▸ About this exercise
Tally how many lines in the data below include "tracing", then please reply with only that figure.

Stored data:
********************
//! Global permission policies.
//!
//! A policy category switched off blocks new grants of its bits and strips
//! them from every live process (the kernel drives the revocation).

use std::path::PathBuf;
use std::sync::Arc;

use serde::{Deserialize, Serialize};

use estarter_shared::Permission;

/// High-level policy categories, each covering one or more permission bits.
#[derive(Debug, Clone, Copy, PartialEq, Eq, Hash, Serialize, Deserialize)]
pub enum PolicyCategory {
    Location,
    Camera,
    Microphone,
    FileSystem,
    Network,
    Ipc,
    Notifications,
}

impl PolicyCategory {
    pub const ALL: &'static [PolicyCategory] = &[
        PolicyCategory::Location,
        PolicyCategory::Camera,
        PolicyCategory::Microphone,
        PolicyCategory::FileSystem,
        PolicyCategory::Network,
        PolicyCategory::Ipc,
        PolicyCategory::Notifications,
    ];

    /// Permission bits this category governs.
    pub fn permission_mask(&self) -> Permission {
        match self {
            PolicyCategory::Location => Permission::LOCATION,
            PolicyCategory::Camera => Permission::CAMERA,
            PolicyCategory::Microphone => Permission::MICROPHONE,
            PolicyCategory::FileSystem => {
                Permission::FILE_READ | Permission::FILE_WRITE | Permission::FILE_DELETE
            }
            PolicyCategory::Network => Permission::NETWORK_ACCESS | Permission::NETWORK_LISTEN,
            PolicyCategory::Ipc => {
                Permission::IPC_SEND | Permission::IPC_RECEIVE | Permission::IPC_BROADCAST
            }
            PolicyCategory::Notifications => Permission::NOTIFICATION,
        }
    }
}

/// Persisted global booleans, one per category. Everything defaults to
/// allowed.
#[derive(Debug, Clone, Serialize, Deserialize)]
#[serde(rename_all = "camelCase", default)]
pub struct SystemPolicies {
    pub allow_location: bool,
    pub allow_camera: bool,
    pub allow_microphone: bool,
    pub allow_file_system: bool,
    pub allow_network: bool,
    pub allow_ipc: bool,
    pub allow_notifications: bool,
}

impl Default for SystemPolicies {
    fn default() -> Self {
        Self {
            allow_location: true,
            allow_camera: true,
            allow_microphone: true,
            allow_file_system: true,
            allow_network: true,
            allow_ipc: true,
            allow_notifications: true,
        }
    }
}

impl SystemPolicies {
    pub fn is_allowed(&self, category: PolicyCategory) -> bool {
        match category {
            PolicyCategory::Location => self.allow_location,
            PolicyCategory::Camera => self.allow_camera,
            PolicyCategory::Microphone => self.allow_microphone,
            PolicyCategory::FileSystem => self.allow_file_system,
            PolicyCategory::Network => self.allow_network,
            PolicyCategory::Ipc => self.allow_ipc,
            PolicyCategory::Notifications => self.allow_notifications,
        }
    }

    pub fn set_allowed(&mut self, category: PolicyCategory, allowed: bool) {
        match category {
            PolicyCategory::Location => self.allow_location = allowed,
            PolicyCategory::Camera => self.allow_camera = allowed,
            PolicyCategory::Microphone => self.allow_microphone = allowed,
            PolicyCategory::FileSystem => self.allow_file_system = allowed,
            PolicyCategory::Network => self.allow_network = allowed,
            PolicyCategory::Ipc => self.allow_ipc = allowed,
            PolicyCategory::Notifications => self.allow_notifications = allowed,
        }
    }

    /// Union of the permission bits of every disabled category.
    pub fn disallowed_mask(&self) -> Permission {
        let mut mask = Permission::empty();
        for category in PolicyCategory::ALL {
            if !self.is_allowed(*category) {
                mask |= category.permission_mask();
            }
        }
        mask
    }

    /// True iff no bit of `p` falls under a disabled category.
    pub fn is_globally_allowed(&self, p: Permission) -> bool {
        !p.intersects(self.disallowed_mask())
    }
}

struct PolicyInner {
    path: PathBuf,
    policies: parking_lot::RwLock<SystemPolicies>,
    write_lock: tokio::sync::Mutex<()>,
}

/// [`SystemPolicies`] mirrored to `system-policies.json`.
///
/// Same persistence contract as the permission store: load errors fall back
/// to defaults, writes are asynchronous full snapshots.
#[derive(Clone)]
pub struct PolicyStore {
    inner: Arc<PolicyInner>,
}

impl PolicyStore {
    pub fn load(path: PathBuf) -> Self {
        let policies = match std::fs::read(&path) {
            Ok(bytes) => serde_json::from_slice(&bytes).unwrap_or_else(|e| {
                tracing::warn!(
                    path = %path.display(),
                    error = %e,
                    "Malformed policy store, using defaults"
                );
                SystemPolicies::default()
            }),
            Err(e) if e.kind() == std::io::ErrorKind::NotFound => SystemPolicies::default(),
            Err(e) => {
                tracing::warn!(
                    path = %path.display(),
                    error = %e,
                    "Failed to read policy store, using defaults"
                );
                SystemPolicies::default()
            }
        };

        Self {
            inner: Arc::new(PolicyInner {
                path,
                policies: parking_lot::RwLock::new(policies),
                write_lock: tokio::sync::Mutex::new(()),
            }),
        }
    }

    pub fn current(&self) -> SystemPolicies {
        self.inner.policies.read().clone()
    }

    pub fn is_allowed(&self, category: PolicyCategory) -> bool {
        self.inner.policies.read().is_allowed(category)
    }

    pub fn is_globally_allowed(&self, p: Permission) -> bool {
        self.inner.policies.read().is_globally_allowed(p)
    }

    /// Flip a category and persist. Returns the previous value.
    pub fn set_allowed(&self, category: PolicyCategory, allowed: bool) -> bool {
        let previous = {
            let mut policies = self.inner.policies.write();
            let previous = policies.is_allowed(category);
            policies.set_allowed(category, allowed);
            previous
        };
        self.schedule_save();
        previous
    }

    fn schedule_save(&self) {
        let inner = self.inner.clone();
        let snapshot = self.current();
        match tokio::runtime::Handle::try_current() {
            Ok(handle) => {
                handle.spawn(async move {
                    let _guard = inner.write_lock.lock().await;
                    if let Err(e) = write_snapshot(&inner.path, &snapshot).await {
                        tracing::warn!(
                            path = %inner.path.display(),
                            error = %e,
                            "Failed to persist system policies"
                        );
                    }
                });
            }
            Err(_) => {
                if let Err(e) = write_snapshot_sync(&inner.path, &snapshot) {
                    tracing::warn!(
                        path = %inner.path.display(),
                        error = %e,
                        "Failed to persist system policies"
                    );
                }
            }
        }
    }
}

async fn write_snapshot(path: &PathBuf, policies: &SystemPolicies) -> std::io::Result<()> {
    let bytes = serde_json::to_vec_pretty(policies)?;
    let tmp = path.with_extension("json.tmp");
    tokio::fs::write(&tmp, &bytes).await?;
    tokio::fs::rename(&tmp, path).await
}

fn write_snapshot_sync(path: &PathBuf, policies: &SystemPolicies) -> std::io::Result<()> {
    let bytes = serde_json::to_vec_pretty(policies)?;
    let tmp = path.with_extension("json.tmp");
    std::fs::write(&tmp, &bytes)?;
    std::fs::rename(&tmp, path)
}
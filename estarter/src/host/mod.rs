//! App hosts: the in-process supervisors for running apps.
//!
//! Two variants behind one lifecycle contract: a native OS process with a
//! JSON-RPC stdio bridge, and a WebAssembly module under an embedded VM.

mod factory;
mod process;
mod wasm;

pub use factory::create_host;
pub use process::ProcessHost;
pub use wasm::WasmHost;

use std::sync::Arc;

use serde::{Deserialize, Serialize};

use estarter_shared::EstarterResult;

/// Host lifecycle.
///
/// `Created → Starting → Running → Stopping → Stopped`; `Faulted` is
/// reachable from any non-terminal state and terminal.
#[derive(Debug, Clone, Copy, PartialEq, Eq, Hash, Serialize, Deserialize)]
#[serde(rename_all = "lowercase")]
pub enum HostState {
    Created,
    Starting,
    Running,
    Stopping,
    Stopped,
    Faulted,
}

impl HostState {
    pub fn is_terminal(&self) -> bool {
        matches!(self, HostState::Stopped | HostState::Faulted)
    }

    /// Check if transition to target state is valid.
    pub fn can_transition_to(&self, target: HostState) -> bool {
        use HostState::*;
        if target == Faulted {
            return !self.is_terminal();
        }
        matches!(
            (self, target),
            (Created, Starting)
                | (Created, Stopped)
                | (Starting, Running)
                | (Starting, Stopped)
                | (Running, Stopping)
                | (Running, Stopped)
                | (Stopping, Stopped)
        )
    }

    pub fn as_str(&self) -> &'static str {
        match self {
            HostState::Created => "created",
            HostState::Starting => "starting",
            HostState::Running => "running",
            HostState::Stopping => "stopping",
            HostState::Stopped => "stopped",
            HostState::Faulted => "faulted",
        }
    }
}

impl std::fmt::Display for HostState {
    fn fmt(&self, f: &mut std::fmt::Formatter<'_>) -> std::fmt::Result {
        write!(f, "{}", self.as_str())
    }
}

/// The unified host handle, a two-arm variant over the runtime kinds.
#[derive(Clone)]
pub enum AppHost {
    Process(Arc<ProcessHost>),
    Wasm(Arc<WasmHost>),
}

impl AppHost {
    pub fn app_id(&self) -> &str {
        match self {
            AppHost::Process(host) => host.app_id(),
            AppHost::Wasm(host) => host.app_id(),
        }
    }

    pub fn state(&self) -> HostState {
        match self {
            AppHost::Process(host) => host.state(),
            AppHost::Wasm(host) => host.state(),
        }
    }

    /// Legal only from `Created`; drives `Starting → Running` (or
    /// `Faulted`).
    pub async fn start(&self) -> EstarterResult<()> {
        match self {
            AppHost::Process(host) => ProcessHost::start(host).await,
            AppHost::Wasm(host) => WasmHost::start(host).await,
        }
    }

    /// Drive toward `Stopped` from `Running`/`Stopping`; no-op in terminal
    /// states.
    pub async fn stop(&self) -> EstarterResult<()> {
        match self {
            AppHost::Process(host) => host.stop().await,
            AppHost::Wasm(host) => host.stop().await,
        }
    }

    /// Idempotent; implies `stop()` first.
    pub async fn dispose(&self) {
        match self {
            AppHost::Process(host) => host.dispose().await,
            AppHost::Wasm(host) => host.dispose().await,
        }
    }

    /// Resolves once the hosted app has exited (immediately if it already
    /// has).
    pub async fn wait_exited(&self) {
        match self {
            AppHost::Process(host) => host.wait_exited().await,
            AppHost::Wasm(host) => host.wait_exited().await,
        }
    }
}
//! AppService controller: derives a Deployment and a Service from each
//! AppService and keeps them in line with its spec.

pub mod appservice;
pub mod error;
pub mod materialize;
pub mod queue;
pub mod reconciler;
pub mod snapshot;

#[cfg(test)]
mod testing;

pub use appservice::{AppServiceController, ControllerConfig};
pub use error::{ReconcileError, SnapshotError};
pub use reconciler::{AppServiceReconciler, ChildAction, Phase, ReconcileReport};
********************
▸ Solution for this task
4